Once you get used to it, you can increase the number.
It also engages your abdominal and back muscles, so it may help you maintain your figure as well.
toe and heel raises

Here’s an exercise to lift the toes and heels that can help prevent falls.
By strengthening the muscles in your toes and heels, you can reduce the risk of tripping on steps or uneven surfaces and improve the push-off action when walking.
It can also boost circulation and help reduce swelling.
Sit in a chair and, keeping your heels on the floor, lift your toes; then lift your heels.
Do each movement 10 times.
Because it can be done while seated, it’s an accessible exercise even for older adults who find standing difficult.
Calf exercise

As we get older, it’s not uncommon for muscle strength to decline and for unsteadiness to appear.
This time, we’ll introduce a calf exercise that’s effective for preventing unsteadiness.
Hold onto a chair or table, align your posture so your back is straight, and then raise your heels.
Rather than using momentum or doing many fast repetitions, you can expect better results by moving slowly and with control.
As the muscles from your ankles to your calves—which support your body—become stronger, you’ll be less likely to lose your balance.
It’s recommended as something you can do at home while watching TV, and it’s also great for group exercise in senior care facilities.
side lunge

We will introduce exercises that strengthen the gluteal, thigh, and shin muscles to improve walking stability.
If you tend to sway from side to side when walking, please give them a try.
Hold the back of a chair with both hands and step one foot out to the side.
Bend your knee and shift your weight onto that leg.
Push off the floor with your foot and return to the starting position.
When performing this movement, be mindful to keep your knee and toes pointing in the same direction.
By continuing these exercises, you can improve walking stability and help prevent falls.
[For Seniors] Leg and hip training.

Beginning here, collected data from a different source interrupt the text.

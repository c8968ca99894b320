use std::sync::Arc;

use axum::{
    extract::{Path, Query},
    http::StatusCode,
    middleware,
    response::IntoResponse,
    routing::{get, post, put},
    Extension, Json, Router,
};
use uuid::Uuid;
use validator::Validate;

use crate::{
    db::{supportdb::SupportExt, userdb::UserExt},
    dtos::{
        supportdtos::{
            AssignTicketDto, CreateTicketDto, TicketMessageDto, TicketQueryDto,
            UpdateTicketStatusDto,
        },
        validation_error, ApiResponse, PaginatedResponse, DEFAULT_PAGE_SIZE,
    },
    error::HttpError,
    middleware::{role_check, JWTAuthMiddeware},
    models::{
        supportmodel::SupportTicket,
        usermodel::{User, UserRole},
    },
    utils::sanitize::plain_text,
    AppState,
};

pub fn support_handler() -> Router {
    Router::new()
        .route(
            "/tickets",
            post(create_ticket).merge(get(get_tickets).layer(middleware::from_fn(
                |req, next| role_check(req, next, vec![UserRole::Admin]),
            ))),
        )
        .route("/tickets/mine", get(get_my_tickets))
        .route("/tickets/:ticket_id", get(get_ticket))
        .route(
            "/tickets/:ticket_id/messages",
            get(get_ticket_messages).post(add_message),
        )
        .route(
            "/tickets/:ticket_id/status",
            put(update_ticket_status).layer(middleware::from_fn(|req, next| {
                role_check(req, next, vec![UserRole::Admin])
            })),
        )
        .route(
            "/tickets/:ticket_id/assign",
            put(assign_ticket).layer(middleware::from_fn(|req, next| {
                role_check(req, next, vec![UserRole::Admin])
            })),
        )
}

/// Ticket visible to its owner or any admin.
async fn load_ticket(
    app_state: &AppState,
    ticket_id: Uuid,
    user: &User,
) -> Result<SupportTicket, HttpError> {
    let ticket = app_state
        .db_client
        .get_support_ticket(ticket_id)
        .await
        .map_err(|e| HttpError::server_error(e.to_string()))?
        .ok_or_else(|| HttpError::not_found("Ticket not found"))?;

    if ticket.user_id != user.id && !user.is_admin() {
        return Err(HttpError::forbidden("Access denied"));
    }
    Ok(ticket)
}

pub async fn create_ticket(
    Extension(app_state): Extension<Arc<AppState>>,
    Extension(auth): Extension<JWTAuthMiddeware>,
    Json(body): Json<CreateTicketDto>,
) -> Result<impl IntoResponse, HttpError> {
    body.validate().map_err(validation_error)?;

    let ticket = app_state
        .db_client
        .create_support_ticket(
            auth.user.id,
            body.title.trim().to_string(),
            plain_text(&body.description),
            body.category,
            body.priority.unwrap_or_else(|| body.category.default_priority()),
        )
        .await
        .map_err(|e| HttpError::server_error(e.to_string()))?;

    tracing::info!("Support ticket {} opened by {}", ticket.id, auth.user.id);

    Ok((
        StatusCode::CREATED,
        Json(ApiResponse::success("Support ticket created", ticket)),
    ))
}

pub async fn get_tickets(
    Extension(app_state): Extension<Arc<AppState>>,
    Query(query): Query<TicketQueryDto>,
) -> Result<impl IntoResponse, HttpError> {
    query.validate().map_err(validation_error)?;

    let page = query.page.unwrap_or(1).max(1);
    let limit = query.limit.unwrap_or(DEFAULT_PAGE_SIZE);
    let offset = ((page - 1) * limit) as i64;

    let tickets = app_state
        .db_client
        .get_support_tickets(limit as i64, offset, query.status)
        .await
        .map_err(|e| HttpError::server_error(e.to_string()))?;
    let total = app_state
        .db_client
        .count_support_tickets(query.status)
        .await
        .map_err(|e| HttpError::server_error(e.to_string()))?;

    Ok(Json(PaginatedResponse::new(
        tickets,
        total,
        page as u32,
        limit as u32,
    )))
}

pub async fn get_my_tickets(
    Extension(app_state): Extension<Arc<AppState>>,
    Extension(auth): Extension<JWTAuthMiddeware>,
) -> Result<impl IntoResponse, HttpError> {
    let tickets = app_state
        .db_client
        .get_user_support_tickets(auth.user.id)
        .await
        .map_err(|e| HttpError::server_error(e.to_string()))?;

    Ok(Json(ApiResponse::success("Tickets retrieved", tickets)))
}

pub async fn get_ticket(
    Extension(app_state): Extension<Arc<AppState>>,
    Extension(auth): Extension<JWTAuthMiddeware>,
    Path(ticket_id): Path<Uuid>,
) -> Result<impl IntoResponse, HttpError> {
    load_ticket(&app_state, ticket_id, &auth.user).await?;

    let ticket = app_state
        .db_client
        .get_support_ticket_with_messages(ticket_id, auth.user.is_admin())
        .await
        .map_err(|e| HttpError::server_error(e.to_string()))?
        .ok_or_else(|| HttpError::not_found("Ticket not found"))?;

    Ok(Json(ApiResponse::success("Ticket retrieved", ticket)))
}

pub async fn get_ticket_messages(
    Extension(app_state): Extension<Arc<AppState>>,
    Extension(auth): Extension<JWTAuthMiddeware>,
    Path(ticket_id): Path<Uuid>,
) -> Result<impl IntoResponse, HttpError> {
    load_ticket(&app_state, ticket_id, &auth.user).await?;

    let messages = app_state
        .db_client
        .get_ticket_messages(ticket_id, auth.user.is_admin())
        .await
        .map_err(|e| HttpError::server_error(e.to_string()))?;

    Ok(Json(ApiResponse::success("Messages retrieved", messages)))
}

pub async fn add_message(
    Extension(app_state): Extension<Arc<AppState>>,
    Extension(auth): Extension<JWTAuthMiddeware>,
    Path(ticket_id): Path<Uuid>,
    Json(body): Json<TicketMessageDto>,
) -> Result<impl IntoResponse, HttpError> {
    body.validate().map_err(validation_error)?;
    let ticket = load_ticket(&app_state, ticket_id, &auth.user).await?;
    if !auth.user.is_admin() && !ticket.status.accepts_user_replies() {
        return Err(HttpError::conflict(
            "This ticket is closed; please open a new one",
        ));
    }

    let is_internal = body.is_internal && auth.user.is_admin();
    let message = app_state
        .db_client
        .add_ticket_message(ticket_id, auth.user.id, plain_text(&body.message), is_internal)
        .await
        .map_err(|e| HttpError::server_error(e.to_string()))?;

    if !is_internal && ticket.user_id != auth.user.id {
        app_state
            .notification_service
            .notify_ticket_update(
                ticket.user_id,
                ticket.id,
                format!("Support replied on \"{}\"", ticket.title),
            )
            .await;
    }

    Ok((
        StatusCode::CREATED,
        Json(ApiResponse::success("Message added", message)),
    ))
}

pub async fn update_ticket_status(
    Extension(app_state): Extension<Arc<AppState>>,
    Path(ticket_id): Path<Uuid>,
    Json(body): Json<UpdateTicketStatusDto>,
) -> Result<impl IntoResponse, HttpError> {
    let ticket = app_state
        .db_client
        .update_ticket_status(ticket_id, body.status)
        .await
        .map_err(|e| match e {
            sqlx::Error::RowNotFound => HttpError::not_found("Ticket not found"),
            other => HttpError::server_error(other.to_string()),
        })?;

    app_state
        .notification_service
        .notify_ticket_update(
            ticket.user_id,
            ticket.id,
            format!("Your ticket \"{}\" is now {}", ticket.title, ticket.status.label()),
        )
        .await;

    Ok(Json(ApiResponse::success("Ticket status updated", ticket)))
}

pub async fn assign_ticket(
    Extension(app_state): Extension<Arc<AppState>>,
    Path(ticket_id): Path<Uuid>,
    Json(body): Json<AssignTicketDto>,
) -> Result<impl IntoResponse, HttpError> {
    let assignee = app_state
        .db_client
        .get_user(Some(body.assigned_to), None)
        .await
        .map_err(|e| HttpError::server_error(e.to_string()))?
        .ok_or_else(|| HttpError::not_found("Assignee not found"))?;

    if !assignee.is_admin() {
        return Err(HttpError::bad_request("Tickets can only be assigned to admins"));
    }

    let ticket = app_state
        .db_client
        .assign_ticket(ticket_id, assignee.id)
        .await
        .map_err(|e| match e {
            sqlx::Error::RowNotFound => HttpError::not_found("Ticket not found"),
            other => HttpError::server_error(other.to_string()),
        })?;

    Ok(Json(ApiResponse::success("Ticket assigned", ticket)))
}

Fall prevention (41–50)
step exercise

With a step platform, you can easily train your legs indoors.
Just step up and down as if you were climbing stairs.
The key is to make sure your knees fully extend when you step up.
If you feel unsteady standing or have concerns about your back, try using a support.
This also works as a core-strengthening exercise.
As with other activities, daily exercise not only helps muscle development but also supports appetite and emotional well-being.
By continuing with training that is accessible for older adults, you can help prevent illness and injury and support both physical and mental health.
Foot muscle training with a towel

An exercise to strengthen the muscles of the feet using a towel.
One appealing point is how easy it is—just prepare a towel.
Sit in a chair, spread the towel at your feet, and move it using your feet.
Focus on toe movements: pulling the towel toward you with your toes and folding the towel with your toes.
By paying attention not only to the overall muscles of the feet but also to the toes, you can improve the power of your walking.
If you’re not used to it, your toes may be hard to move at first, so take your time and get used to it slowly.